All,

this may be somewhat OT, but it may be worth a short discussion (though this
message is pretty long) :)

We're using Struts (of course!) as part of a J2EE architecture that also
includes EJB. To clearly separate the validation processes, we use the
Struts Validator to perform the "first-level presentation" validations:
mandatory fields, valid dates, masks, numerics only and so on.
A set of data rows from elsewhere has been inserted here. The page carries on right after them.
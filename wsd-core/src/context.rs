//! # Janela de Contexto
//!
//! Para cada substantivo alvo, coleta o contexto léxico que alimenta o
//! classificador:
//!
//! 1. **Janela fixa (distância 1..3)** à esquerda e à direita, pulando
//!    stopwords e palavras filtradas.
//! 2. **Substantivo e verbo mais próximos** em cada direção, sem limite de
//!    distância.
//! 3. **Alvo composto**: dois substantivos adjacentes viram um único lema
//!    ("orange juice").
//!
//! ## Cursor de salto
//!
//! A janela fixa usa um contador de salto que só cresce dentro de uma mesma
//! direção. Para a distância `i`, o token lido primeiro é `alvo - i`; se ele
//! é filtrado, o contador avança e o token lido passa a ser
//! `alvo - i - salto`. Como o contador nunca volta a zero, as posições
//! seguintes já começam a procurar a partir do salto acumulado.
//!
//! ```text
//! tokens:  [A] [the] [quick] [fox]      alvo = 3 (fox)
//! dist 1:  quick                         (índice 2, sem salto)
//! dist 2:  the → salto=1 → A → salto=2 → fora → NONE
//! dist 3:  A   → salto=3 → fora → NONE
//! ```
//!
//! O cursor é estado local de uma chamada de [`ContextWindowBuilder::build`];
//! nada é guardado entre chamadas.

use serde::{Deserialize, Serialize};

use crate::error::{Result, WsdError};
use crate::lexicon::Lexicon;
use crate::token::Token;

/// Tamanho da janela fixa em cada direção.
pub const WINDOW: usize = 3;

/// O que fazer quando o vizinho mais próximo encontrado é palavra filtrada.
///
/// Classificadores treinados com o extrator legado de vetores esperam o
/// comportamento de [`KeepSearching`](Self::KeepSearching): lá um vizinho
/// filtrado não encerra a busca. Use `"NEIGHBOR_POLICY": "keep_searching"`
/// para gerar os mesmos vetores.
#[derive(Debug, Clone, Copy, Default, PartialEq, Eq, Serialize, Deserialize)]
#[serde(rename_all = "snake_case")]
pub enum NeighborFilterPolicy {
    /// O slot é encerrado como NONE; nenhum substituto é procurado.
    #[default]
    DiscardFiltered,
    /// O slot continua aberto e o próximo candidato do mesmo tipo pode ocupá-lo.
    KeepSearching,
}

/// Uma palavra de contexto: lema em minúsculas e a POS do token de origem.
#[derive(Debug, Clone, PartialEq, Eq, Serialize, Deserialize)]
pub struct ContextWord {
    pub lemma: String,
    pub pos: String,
}

/// Contexto completo de um alvo, pronto para a montagem do vetor.
///
/// `None` representa o sentinela NONE: o slot correspondente fica sem valor.
#[derive(Debug, Clone, PartialEq, Eq, Serialize, Deserialize)]
pub struct ContextFeatures {
    pub target_lemma: String,
    pub target_pos: String,
    /// `left[d - 1]` é a palavra na distância `d` à esquerda.
    pub left: [Option<ContextWord>; WINDOW],
    /// `right[d - 1]` é a palavra na distância `d` à direita.
    pub right: [Option<ContextWord>; WINDOW],
    pub left_noun: Option<String>,
    pub left_verb: Option<String>,
    pub right_noun: Option<String>,
    pub right_verb: Option<String>,
}

/// Estado de um slot de vizinho durante a varredura.
enum NeighborSlot {
    Open,
    Found(String),
    Discarded,
}

impl NeighborSlot {
    fn is_open(&self) -> bool {
        matches!(self, NeighborSlot::Open)
    }

    fn into_value(self) -> Option<String> {
        match self {
            NeighborSlot::Found(lemma) => Some(lemma),
            _ => None,
        }
    }
}

/// Constrói o contexto de alvos simples ou compostos.
#[derive(Debug, Clone, Copy)]
pub struct ContextWindowBuilder<'a> {
    lexicon: &'a Lexicon,
    policy: NeighborFilterPolicy,
}

impl<'a> ContextWindowBuilder<'a> {
    pub fn new(lexicon: &'a Lexicon, policy: NeighborFilterPolicy) -> Self {
        Self { lexicon, policy }
    }

    /// Constrói o contexto do alvo `first..=second`.
    ///
    /// `first == second` para um alvo simples; `first < second` para um
    /// composto. A janela esquerda parte de `first` e a direita de `second`.
    pub fn build(&self, tokens: &[Token], first: usize, second: usize) -> Result<ContextFeatures> {
        if first > second || second >= tokens.len() {
            return Err(WsdError::Structural(format!(
                "invalid target {first}..={second} for sequence of {} tokens",
                tokens.len()
            )));
        }

        let (target_lemma, target_pos) = if first == second {
            let token = &tokens[first];
            (token.lower_lemma()?, token.pos()?.to_string())
        } else {
            // O POS reportado é o do segundo token.
            let lemma = format!(
                "{} {}",
                tokens[first].lower_lemma()?,
                tokens[second].lower_lemma()?
            );
            (lemma, tokens[second].pos()?.to_string())
        };

        let (left_noun, left_verb) = self.nearest_neighbors(tokens, (0..first).rev())?;
        let (right_noun, right_verb) = self.nearest_neighbors(tokens, second + 1..tokens.len())?;

        Ok(ContextFeatures {
            target_lemma,
            target_pos,
            left: self.left_window(tokens, first)?,
            right: self.right_window(tokens, second)?,
            left_noun,
            left_verb,
            right_noun,
            right_verb,
        })
    }

    fn left_window(&self, tokens: &[Token], index: usize) -> Result<[Option<ContextWord>; WINDOW]> {
        let mut window: [Option<ContextWord>; WINDOW] = Default::default();
        let mut skip = 0usize;
        for distance in 1..=WINDOW {
            let Some(base) = index.checked_sub(distance) else {
                continue;
            };
            window[distance - 1] =
                self.first_unfiltered(tokens, base, &mut skip, |base, skip| base.checked_sub(skip))?;
        }
        Ok(window)
    }

    fn right_window(&self, tokens: &[Token], index: usize) -> Result<[Option<ContextWord>; WINDOW]> {
        let mut window: [Option<ContextWord>; WINDOW] = Default::default();
        let mut skip = 0usize;
        let len = tokens.len();
        for distance in 1..=WINDOW {
            let base = index + distance;
            if base >= len {
                continue;
            }
            window[distance - 1] = self.first_unfiltered(tokens, base, &mut skip, |base, skip| {
                Some(base + skip).filter(|&i| i < len)
            })?;
        }
        Ok(window)
    }

    /// Lê `base` e, enquanto o lema for filtrado, avança o cursor e lê
    /// `step(base, skip)`. Passar da borda devolve NONE.
    fn first_unfiltered(
        &self,
        tokens: &[Token],
        base: usize,
        skip: &mut usize,
        step: impl Fn(usize, usize) -> Option<usize>,
    ) -> Result<Option<ContextWord>> {
        let mut token = &tokens[base];
        let mut lemma = token.lower_lemma()?;
        while self.lexicon.is_skipped(&lemma) {
            *skip += 1;
            let Some(next) = step(base, *skip) else {
                return Ok(None);
            };
            token = &tokens[next];
            lemma = token.lower_lemma()?;
        }
        Ok(Some(ContextWord {
            lemma,
            pos: token.pos()?.to_string(),
        }))
    }

    /// Varre os índices em ordem e devolve (substantivo, verbo) mais próximos.
    ///
    /// Um token é testado primeiro como substantivo e só depois como verbo.
    /// A varredura para assim que os dois slots estão encerrados.
    fn nearest_neighbors(
        &self,
        tokens: &[Token],
        indices: impl Iterator<Item = usize>,
    ) -> Result<(Option<String>, Option<String>)> {
        let mut noun = NeighborSlot::Open;
        let mut verb = NeighborSlot::Open;

        for i in indices {
            let token = &tokens[i];
            if noun.is_open() && token.is_noun()? {
                noun = self.settle(token)?;
            } else if verb.is_open() && token.is_verb()? {
                verb = self.settle(token)?;
            }
            if !noun.is_open() && !verb.is_open() {
                break;
            }
        }

        Ok((noun.into_value(), verb.into_value()))
    }

    fn settle(&self, token: &Token) -> Result<NeighborSlot> {
        let lemma = token.lower_lemma()?;
        if !self.lexicon.is_filter_word(&lemma) {
            return Ok(NeighborSlot::Found(lemma));
        }
        Ok(match self.policy {
            NeighborFilterPolicy::DiscardFiltered => NeighborSlot::Discarded,
            NeighborFilterPolicy::KeepSearching => NeighborSlot::Open,
        })
    }
}

#[cfg(test)]
mod tests {
    use super::*;

    fn sentence(words: &[(&str, &str)]) -> Vec<Token> {
        words
            .iter()
            .enumerate()
            .map(|(i, (lemma, pos))| Token::new(i, *lemma, *lemma, *pos, "O"))
            .collect()
    }

    fn lemma(word: &Option<ContextWord>) -> Option<&str> {
        word.as_ref().map(|w| w.lemma.as_str())
    }

    #[test]
    fn test_stopword_is_skipped_on_the_left() {
        let tokens = sentence(&[("A", "DT"), ("the", "DT"), ("quick", "JJ"), ("fox", "NN")]);
        let lex = Lexicon::new();
        let ctx = ContextWindowBuilder::new(&lex, NeighborFilterPolicy::default())
            .build(&tokens, 3, 3)
            .unwrap();
        assert_eq!(lemma(&ctx.left[0]), Some("quick"));
        assert_eq!(ctx.left[0].as_ref().unwrap().pos, "JJ");
        assert_eq!(ctx.left[1], None);
        assert_eq!(ctx.left[2], None);
    }

    #[test]
    fn test_skip_cursor_is_not_reset() {
        // dist 1: "the" filtrado → salto=1 → "red" (índice 1)
        // dist 2: índice 1 ("red") não é filtrado → "red" de novo
        // dist 3: índice 0 ("cup") → "cup"
        let tokens = sentence(&[
            ("cup", "NN"),
            ("red", "JJ"),
            ("the", "DT"),
            ("fridge", "NN"),
        ]);
        let lex = Lexicon::new();
        let ctx = ContextWindowBuilder::new(&lex, NeighborFilterPolicy::default())
            .build(&tokens, 3, 3)
            .unwrap();
        assert_eq!(lemma(&ctx.left[0]), Some("red"));
        assert_eq!(lemma(&ctx.left[1]), Some("red"));
        assert_eq!(lemma(&ctx.left[2]), Some("cup"));
    }

    #[test]
    fn test_accumulated_skip_applies_to_later_positions() {
        // dist 1: "the" → salto=1 → "a" → salto=2 → "red" (índice 4)
        // dist 2: índice 3 ("a") filtrado → salto=3 → índice 6 ("water")
        // dist 3: índice 4 ("red") não é filtrado
        let tokens = sentence(&[
            ("open", "VB"),
            ("fridge", "NN"),
            ("the", "DT"),
            ("a", "DT"),
            ("red", "JJ"),
            ("big", "JJ"),
            ("water", "NN"),
            ("bottle", "NN"),
        ]);
        let lex = Lexicon::new();
        let builder = ContextWindowBuilder::new(&lex, NeighborFilterPolicy::default());
        let ctx = builder.build(&tokens, 1, 1).unwrap();
        assert_eq!(lemma(&ctx.right[0]), Some("red"));
        assert_eq!(lemma(&ctx.right[1]), Some("water"));
        assert_eq!(lemma(&ctx.right[2]), Some("red"));
    }

    #[test]
    fn test_skip_past_right_boundary_is_none() {
        let tokens = sentence(&[("open", "VB"), ("fridge", "NN"), ("please", "UH"), ("the", "DT")]);
        let lex = Lexicon::new();
        let ctx = ContextWindowBuilder::new(&lex, NeighborFilterPolicy::default())
            .build(&tokens, 1, 1)
            .unwrap();
        assert_eq!(ctx.right, [None, None, None]);
    }

    #[test]
    fn test_target_at_start_has_no_left_context() {
        let tokens = sentence(&[("fridge", "NN"), ("open", "VB"), ("door", "NN")]);
        let lex = Lexicon::new();
        let ctx = ContextWindowBuilder::new(&lex, NeighborFilterPolicy::default())
            .build(&tokens, 0, 0)
            .unwrap();
        assert_eq!(ctx.left, [None, None, None]);
        assert_eq!(ctx.left_noun, None);
        assert_eq!(ctx.left_verb, None);
        assert_eq!(ctx.right_noun.as_deref(), Some("door"));
        assert_eq!(ctx.right_verb.as_deref(), Some("open"));
    }

    #[test]
    fn test_nearest_neighbors_are_unbounded() {
        let tokens = sentence(&[
            ("grab", "VB"),
            ("very", "RB"),
            ("very", "RB"),
            ("very", "RB"),
            ("very", "RB"),
            ("very", "RB"),
            ("popcorn", "NN"),
        ]);
        let lex = Lexicon::new();
        let ctx = ContextWindowBuilder::new(&lex, NeighborFilterPolicy::default())
            .build(&tokens, 6, 6)
            .unwrap();
        assert_eq!(ctx.left_verb.as_deref(), Some("grab"));
        assert_eq!(ctx.left_noun, None);
    }

    #[test]
    fn test_filtered_neighbor_policies() {
        let tokens = sentence(&[
            ("table", "NN"),
            ("thing", "NN"),
            ("take", "VB"),
            ("cup", "NN"),
        ]);
        let lex = Lexicon::with_filter_words(["thing"]);

        let discard = ContextWindowBuilder::new(&lex, NeighborFilterPolicy::DiscardFiltered)
            .build(&tokens, 3, 3)
            .unwrap();
        assert_eq!(discard.left_noun, None);
        assert_eq!(discard.left_verb.as_deref(), Some("take"));

        let keep = ContextWindowBuilder::new(&lex, NeighborFilterPolicy::KeepSearching)
            .build(&tokens, 3, 3)
            .unwrap();
        assert_eq!(keep.left_noun.as_deref(), Some("table"));
    }

    #[test]
    fn test_compound_target_merges_lemmas_and_takes_second_pos() {
        let tokens = sentence(&[
            ("take", "VB"),
            ("the", "DT"),
            ("Orange", "NN"),
            ("juice", "NNS"),
            ("now", "RB"),
        ]);
        let lex = Lexicon::new();
        let ctx = ContextWindowBuilder::new(&lex, NeighborFilterPolicy::default())
            .build(&tokens, 2, 3)
            .unwrap();
        assert_eq!(ctx.target_lemma, "orange juice");
        assert_eq!(ctx.target_pos, "NNS");
        // A janela esquerda parte do primeiro token, a direita do segundo.
        assert_eq!(ctx.right_noun, None);
        assert_eq!(ctx.left_noun, None);
    }

    #[test]
    fn test_invalid_target_range() {
        let tokens = sentence(&[("cup", "NN")]);
        let lex = Lexicon::new();
        let builder = ContextWindowBuilder::new(&lex, NeighborFilterPolicy::default());
        assert!(builder.build(&tokens, 0, 1).is_err());
        assert!(builder.build(&tokens, 1, 0).is_err());
    }
}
Everything
works just fine. (Note: I don't really like Javascript so we decided not to
use it. :) )

We also have more "business-oriented" validations: for example, I'm trying
to create a new user, the "presentation details" are OK but the user ID
chosen already exists in the DB. This type of validation involves access to
the "real" back-end and goes through a relatively long set of calls
(delegates, EJB, DAO) and should not (in my opinion) be included as part of
the ActionForm validations. 

It is important that the end user sees all the validation errors at once and
not in two waves (the first one for the data validation and the second for
the business validations once the data is correct), so the two processes
must be linked somehow.

I have implemented the following:

// Presentation validations
ActionErrors errs = myForm.validate(mapping, request);

try {
  buzDelegate.validate();
} catch (ValidationException e) {
  // convert business errors to ActionErrors and add them to errs
}

with:

buzDelegate.validate() throws ValidationException()
buzDelegate.buzMethod() throws ValidationException()

ValidationException
- errors: Collection
+ errorsIterator: Iterator
+ addError(ErrorMessage error)

In this way, the end user sees all the errors at once.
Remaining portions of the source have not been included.